- [Exercise description] For this listing, the lines between the one holding "The attributes describe" and the one holding "#[derive(Serialize, Deserialize, Debug, Clone, PartialEq, Eq)]", inclusive, must be set down exactly.
[Opening Record extracts section]
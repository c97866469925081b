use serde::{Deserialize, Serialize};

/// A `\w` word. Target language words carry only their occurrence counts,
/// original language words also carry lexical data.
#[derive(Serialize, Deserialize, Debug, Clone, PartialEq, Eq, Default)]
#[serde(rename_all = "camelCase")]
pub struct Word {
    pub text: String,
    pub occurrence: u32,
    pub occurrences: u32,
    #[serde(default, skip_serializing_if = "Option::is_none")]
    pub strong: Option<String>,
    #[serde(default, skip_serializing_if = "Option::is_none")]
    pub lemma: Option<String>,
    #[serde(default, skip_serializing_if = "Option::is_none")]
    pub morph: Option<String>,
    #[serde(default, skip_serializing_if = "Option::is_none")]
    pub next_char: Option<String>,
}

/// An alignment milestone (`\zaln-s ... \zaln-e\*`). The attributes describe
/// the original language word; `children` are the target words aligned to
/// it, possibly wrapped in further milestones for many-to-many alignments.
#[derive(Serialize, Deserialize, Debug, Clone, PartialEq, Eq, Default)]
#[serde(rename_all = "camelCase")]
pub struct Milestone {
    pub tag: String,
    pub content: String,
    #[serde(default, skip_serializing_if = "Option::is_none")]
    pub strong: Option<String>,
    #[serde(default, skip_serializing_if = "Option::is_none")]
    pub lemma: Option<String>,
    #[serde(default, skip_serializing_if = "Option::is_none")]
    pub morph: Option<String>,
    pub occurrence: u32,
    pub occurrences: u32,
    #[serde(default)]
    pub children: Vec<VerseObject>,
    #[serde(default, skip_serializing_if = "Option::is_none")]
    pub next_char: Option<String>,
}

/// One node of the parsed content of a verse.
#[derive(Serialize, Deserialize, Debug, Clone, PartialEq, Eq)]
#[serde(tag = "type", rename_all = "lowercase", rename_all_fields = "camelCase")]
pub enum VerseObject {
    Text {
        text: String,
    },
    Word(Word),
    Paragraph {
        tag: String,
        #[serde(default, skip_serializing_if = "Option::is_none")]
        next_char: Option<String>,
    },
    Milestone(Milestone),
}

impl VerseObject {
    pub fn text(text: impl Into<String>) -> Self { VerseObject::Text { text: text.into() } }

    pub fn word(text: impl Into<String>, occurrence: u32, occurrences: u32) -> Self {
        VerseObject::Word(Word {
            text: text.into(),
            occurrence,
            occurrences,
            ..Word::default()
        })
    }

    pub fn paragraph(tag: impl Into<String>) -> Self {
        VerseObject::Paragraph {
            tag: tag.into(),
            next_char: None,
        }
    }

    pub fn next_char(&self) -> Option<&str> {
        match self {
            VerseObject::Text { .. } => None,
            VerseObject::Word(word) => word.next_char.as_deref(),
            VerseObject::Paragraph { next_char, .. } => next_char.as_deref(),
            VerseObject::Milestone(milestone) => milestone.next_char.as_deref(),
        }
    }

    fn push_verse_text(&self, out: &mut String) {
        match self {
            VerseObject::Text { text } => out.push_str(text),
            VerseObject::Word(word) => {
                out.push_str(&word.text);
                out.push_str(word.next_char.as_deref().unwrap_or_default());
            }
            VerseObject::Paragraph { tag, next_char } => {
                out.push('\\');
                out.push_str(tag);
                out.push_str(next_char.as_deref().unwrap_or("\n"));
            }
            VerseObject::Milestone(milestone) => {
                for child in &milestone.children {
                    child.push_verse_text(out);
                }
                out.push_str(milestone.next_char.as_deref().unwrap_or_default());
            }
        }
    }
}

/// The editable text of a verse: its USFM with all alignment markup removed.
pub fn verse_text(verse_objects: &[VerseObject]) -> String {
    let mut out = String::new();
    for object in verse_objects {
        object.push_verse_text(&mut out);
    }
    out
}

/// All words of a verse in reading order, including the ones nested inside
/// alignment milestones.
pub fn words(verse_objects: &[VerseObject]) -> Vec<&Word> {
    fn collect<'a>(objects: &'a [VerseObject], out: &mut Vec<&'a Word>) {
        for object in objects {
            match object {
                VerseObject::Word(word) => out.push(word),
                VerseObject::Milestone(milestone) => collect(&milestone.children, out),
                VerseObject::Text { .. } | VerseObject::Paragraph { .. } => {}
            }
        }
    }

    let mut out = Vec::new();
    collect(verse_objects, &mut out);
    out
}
[Closing Record extracts section]
- [Response to the task]
/// An alignment milestone (`\zaln-s ... \zaln-e\*`). The attributes describe
/// the original language word; `children` are the target words aligned to
/// it, possibly wrapped in further milestones for many-to-many alignments.
#[derive(Serialize, Deserialize, Debug, Clone, PartialEq, Eq, Default)]
#[serde(rename_all = "camelCase")]
pub struct Milestone {
    pub tag: String,
    pub content: String,
    #[serde(default, skip_serializing_if = "Option::is_none")]
    pub strong: Option<String>,
    #[serde(default, skip_serializing_if = "Option::is_none")]
    pub lemma: Option<String>,
    #[serde(default, skip_serializing_if = "Option::is_none")]
    pub morph: Option<String>,
    pub occurrence: u32,
    pub occurrences: u32,
    #[serde(default)]
    pub children: Vec<VerseObject>,
    #[serde(default, skip_serializing_if = "Option::is_none")]
    pub next_char: Option<String>,
}

/// One node of the parsed content of a verse.
#[derive(Serialize, Deserialize, Debug, Clone, PartialEq, Eq)]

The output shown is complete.